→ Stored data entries
▬▬▬▬▬▬

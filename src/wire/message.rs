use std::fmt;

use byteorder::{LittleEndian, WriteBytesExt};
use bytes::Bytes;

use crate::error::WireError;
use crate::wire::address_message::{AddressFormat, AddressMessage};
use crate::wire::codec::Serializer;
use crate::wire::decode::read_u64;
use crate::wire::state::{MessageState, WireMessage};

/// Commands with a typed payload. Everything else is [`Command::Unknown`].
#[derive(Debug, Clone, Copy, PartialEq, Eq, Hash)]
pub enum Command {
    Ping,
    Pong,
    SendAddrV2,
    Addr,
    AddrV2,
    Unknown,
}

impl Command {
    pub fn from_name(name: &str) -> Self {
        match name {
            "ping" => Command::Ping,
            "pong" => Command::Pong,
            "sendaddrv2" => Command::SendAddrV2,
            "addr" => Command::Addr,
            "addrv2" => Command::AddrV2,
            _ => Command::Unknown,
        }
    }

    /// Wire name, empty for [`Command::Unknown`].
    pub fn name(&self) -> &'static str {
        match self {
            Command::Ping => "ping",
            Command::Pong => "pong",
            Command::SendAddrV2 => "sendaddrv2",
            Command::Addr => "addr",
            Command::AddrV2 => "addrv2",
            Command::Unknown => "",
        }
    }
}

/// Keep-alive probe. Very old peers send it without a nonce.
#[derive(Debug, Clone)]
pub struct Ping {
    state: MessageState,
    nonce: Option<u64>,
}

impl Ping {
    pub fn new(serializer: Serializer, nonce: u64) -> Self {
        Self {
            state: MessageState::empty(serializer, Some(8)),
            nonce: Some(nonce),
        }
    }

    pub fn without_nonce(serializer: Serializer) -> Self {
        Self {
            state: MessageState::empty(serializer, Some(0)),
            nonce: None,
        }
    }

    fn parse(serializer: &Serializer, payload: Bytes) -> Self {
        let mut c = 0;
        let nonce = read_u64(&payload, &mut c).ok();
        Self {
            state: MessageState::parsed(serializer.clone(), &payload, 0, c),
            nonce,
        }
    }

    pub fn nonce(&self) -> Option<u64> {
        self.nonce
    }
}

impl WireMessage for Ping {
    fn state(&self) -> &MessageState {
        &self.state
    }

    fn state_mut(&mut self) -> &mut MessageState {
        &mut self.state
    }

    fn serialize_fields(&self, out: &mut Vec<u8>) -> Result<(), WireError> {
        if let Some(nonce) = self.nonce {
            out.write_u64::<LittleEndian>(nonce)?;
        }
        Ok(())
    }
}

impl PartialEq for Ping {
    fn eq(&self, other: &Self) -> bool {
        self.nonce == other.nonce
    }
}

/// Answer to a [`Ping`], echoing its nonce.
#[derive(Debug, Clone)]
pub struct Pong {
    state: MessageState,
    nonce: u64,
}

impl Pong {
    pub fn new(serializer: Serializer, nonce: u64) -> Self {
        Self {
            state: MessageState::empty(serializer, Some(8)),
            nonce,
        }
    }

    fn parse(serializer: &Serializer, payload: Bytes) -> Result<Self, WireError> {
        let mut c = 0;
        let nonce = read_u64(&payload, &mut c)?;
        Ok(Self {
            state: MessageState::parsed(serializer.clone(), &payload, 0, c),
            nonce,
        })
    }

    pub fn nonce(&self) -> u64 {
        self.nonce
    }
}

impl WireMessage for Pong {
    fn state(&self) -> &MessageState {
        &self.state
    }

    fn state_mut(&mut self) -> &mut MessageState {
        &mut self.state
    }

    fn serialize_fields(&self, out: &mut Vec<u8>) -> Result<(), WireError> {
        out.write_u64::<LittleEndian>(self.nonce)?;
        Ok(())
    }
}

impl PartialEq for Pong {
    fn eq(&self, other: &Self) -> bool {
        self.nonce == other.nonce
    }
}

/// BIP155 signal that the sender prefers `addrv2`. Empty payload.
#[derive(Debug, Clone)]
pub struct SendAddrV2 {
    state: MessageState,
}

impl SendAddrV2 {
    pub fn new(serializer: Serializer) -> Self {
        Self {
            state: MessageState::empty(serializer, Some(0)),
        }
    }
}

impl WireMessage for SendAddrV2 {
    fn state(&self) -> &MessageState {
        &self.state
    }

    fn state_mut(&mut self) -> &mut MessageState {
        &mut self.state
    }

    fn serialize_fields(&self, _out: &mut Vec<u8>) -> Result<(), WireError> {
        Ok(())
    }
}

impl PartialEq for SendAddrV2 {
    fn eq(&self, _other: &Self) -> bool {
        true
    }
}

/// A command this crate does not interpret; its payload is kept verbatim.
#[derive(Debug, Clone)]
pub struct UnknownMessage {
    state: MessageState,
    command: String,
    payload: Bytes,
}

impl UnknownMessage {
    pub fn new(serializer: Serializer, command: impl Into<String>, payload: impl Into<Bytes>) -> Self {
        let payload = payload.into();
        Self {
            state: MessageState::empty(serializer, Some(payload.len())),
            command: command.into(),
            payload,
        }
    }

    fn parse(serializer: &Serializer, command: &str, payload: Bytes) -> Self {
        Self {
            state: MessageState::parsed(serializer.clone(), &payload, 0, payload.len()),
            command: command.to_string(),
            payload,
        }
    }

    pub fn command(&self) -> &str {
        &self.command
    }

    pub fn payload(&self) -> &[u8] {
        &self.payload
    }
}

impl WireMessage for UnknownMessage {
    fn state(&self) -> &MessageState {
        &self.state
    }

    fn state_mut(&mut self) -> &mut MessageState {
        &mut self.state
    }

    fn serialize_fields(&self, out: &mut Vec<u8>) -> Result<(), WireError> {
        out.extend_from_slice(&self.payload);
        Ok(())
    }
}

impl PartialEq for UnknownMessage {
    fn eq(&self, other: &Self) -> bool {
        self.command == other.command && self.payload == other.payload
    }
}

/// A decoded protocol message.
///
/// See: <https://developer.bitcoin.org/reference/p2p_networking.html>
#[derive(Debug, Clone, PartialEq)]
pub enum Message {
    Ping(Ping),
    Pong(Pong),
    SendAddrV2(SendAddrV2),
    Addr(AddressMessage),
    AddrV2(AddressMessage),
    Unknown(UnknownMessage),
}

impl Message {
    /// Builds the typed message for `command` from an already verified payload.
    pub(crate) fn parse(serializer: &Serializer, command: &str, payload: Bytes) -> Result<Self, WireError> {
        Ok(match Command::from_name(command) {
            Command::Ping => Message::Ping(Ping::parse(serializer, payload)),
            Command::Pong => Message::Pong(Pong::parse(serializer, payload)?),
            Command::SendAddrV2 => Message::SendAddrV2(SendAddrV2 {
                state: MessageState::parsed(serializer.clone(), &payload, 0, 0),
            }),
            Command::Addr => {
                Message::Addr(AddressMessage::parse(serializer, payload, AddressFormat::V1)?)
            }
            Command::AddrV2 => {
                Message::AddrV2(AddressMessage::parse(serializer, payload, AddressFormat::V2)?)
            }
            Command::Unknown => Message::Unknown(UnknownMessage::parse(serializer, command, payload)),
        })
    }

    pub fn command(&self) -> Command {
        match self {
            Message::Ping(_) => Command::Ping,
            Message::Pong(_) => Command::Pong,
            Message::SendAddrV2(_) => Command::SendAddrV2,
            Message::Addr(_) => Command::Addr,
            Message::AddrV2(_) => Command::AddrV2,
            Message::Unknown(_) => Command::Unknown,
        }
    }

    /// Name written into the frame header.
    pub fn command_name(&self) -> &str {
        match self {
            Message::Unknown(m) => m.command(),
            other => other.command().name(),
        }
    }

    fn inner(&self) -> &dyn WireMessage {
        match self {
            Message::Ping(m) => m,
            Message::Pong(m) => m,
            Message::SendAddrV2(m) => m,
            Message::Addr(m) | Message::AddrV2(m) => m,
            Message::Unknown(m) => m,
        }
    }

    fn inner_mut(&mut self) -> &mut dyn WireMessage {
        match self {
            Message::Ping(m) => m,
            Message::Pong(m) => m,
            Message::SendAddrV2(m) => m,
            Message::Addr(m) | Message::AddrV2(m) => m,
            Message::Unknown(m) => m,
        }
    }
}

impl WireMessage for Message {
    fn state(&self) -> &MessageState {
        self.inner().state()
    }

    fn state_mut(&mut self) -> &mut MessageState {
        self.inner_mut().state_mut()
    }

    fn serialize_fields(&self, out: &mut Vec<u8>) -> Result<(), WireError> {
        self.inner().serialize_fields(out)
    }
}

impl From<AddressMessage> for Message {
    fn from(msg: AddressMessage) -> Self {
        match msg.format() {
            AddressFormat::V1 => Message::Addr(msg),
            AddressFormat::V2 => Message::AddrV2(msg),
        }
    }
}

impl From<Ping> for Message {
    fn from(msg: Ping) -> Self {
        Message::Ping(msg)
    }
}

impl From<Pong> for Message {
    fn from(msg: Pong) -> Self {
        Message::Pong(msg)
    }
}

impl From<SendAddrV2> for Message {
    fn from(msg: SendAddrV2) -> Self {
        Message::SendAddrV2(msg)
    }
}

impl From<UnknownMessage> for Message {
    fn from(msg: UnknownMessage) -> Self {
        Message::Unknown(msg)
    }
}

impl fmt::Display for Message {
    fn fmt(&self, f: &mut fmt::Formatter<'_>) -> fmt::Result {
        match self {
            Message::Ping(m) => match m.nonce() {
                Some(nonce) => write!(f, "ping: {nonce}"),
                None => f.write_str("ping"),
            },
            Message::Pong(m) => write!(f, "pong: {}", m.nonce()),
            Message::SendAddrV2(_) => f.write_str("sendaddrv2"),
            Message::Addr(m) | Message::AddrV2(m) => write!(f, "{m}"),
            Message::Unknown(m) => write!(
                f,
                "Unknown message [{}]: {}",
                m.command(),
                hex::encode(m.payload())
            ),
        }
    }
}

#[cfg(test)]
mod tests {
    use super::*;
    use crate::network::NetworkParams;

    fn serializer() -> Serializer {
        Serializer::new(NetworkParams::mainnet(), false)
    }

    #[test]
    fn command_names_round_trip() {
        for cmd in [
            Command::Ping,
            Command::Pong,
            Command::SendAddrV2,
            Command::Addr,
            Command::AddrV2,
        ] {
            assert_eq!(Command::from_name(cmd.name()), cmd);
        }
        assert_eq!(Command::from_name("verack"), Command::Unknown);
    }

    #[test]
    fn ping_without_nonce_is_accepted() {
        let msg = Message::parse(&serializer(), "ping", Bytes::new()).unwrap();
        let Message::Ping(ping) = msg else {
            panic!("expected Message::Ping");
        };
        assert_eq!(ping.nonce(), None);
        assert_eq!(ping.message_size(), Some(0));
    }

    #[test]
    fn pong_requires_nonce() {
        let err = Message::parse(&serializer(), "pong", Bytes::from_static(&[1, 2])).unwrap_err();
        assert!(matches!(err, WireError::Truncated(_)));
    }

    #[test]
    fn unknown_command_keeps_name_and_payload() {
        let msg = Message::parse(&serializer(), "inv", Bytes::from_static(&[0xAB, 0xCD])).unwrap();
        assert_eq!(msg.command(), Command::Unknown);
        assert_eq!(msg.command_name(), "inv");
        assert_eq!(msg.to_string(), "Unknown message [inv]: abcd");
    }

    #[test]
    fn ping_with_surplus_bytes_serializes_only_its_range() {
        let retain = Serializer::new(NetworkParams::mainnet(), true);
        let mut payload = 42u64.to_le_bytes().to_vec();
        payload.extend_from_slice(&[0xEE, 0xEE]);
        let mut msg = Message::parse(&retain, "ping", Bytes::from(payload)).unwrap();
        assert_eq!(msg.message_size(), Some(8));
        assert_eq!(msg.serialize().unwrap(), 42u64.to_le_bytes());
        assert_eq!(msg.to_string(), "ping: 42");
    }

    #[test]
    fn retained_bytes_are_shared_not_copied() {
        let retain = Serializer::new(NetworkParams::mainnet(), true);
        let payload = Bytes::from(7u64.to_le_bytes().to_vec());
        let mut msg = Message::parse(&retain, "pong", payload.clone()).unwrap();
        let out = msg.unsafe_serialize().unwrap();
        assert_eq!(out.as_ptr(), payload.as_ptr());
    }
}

▬▬▬▬▬▬

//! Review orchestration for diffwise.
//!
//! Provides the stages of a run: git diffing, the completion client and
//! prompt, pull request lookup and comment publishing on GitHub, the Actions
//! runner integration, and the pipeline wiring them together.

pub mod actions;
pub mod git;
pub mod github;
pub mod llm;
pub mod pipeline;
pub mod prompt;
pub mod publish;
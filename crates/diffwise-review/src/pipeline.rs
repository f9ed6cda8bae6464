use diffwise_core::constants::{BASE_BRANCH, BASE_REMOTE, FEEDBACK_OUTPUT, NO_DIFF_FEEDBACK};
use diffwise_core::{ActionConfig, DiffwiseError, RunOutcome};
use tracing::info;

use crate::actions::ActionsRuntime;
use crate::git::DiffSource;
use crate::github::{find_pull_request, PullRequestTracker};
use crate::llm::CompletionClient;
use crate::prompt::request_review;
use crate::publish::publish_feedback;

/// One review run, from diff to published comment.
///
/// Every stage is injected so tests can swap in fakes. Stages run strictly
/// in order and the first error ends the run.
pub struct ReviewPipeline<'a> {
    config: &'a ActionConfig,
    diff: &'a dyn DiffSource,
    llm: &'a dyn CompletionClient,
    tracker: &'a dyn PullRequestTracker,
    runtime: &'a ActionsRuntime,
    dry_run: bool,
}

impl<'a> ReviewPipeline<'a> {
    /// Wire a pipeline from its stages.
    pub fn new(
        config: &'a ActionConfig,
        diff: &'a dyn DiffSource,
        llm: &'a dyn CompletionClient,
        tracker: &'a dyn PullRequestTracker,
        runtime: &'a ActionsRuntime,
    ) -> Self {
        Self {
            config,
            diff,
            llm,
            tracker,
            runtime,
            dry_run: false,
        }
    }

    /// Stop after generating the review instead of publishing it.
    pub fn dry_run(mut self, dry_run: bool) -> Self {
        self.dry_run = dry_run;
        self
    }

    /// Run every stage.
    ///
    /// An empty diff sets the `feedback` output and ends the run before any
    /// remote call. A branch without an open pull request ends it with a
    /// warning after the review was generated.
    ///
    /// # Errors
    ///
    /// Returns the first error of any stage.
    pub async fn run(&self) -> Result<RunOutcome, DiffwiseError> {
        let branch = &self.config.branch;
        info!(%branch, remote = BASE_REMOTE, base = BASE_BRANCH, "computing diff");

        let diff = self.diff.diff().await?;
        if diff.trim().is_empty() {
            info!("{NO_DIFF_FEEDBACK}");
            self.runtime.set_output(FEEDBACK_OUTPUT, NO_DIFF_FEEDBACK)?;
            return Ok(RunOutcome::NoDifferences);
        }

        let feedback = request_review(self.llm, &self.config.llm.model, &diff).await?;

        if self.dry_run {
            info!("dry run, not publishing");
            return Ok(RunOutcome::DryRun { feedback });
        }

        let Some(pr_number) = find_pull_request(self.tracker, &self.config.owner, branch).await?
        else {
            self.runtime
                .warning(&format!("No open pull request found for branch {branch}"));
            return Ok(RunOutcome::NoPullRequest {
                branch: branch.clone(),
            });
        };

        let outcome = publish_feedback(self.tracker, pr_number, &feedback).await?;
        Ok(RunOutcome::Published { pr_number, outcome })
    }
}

▬▬▬▬▬▬

Scan the lines above for the word "Some", then copy each line that has it.

            state: MessageState::empty(serializer, Some(8)),
            nonce: Some(nonce),
            state: MessageState::empty(serializer, Some(0)),
        if let Some(nonce) = self.nonce {
            state: MessageState::empty(serializer, Some(8)),
            state: MessageState::empty(serializer, Some(0)),
            state: MessageState::empty(serializer, Some(payload.len())),
                Some(nonce) => write!(f, "ping: {nonce}"),
        assert_eq!(ping.message_size(), Some(0));
        assert_eq!(msg.message_size(), Some(8));
        let Some(pr_number) = find_pull_request(self.tracker, &self.config.owner, branch).await?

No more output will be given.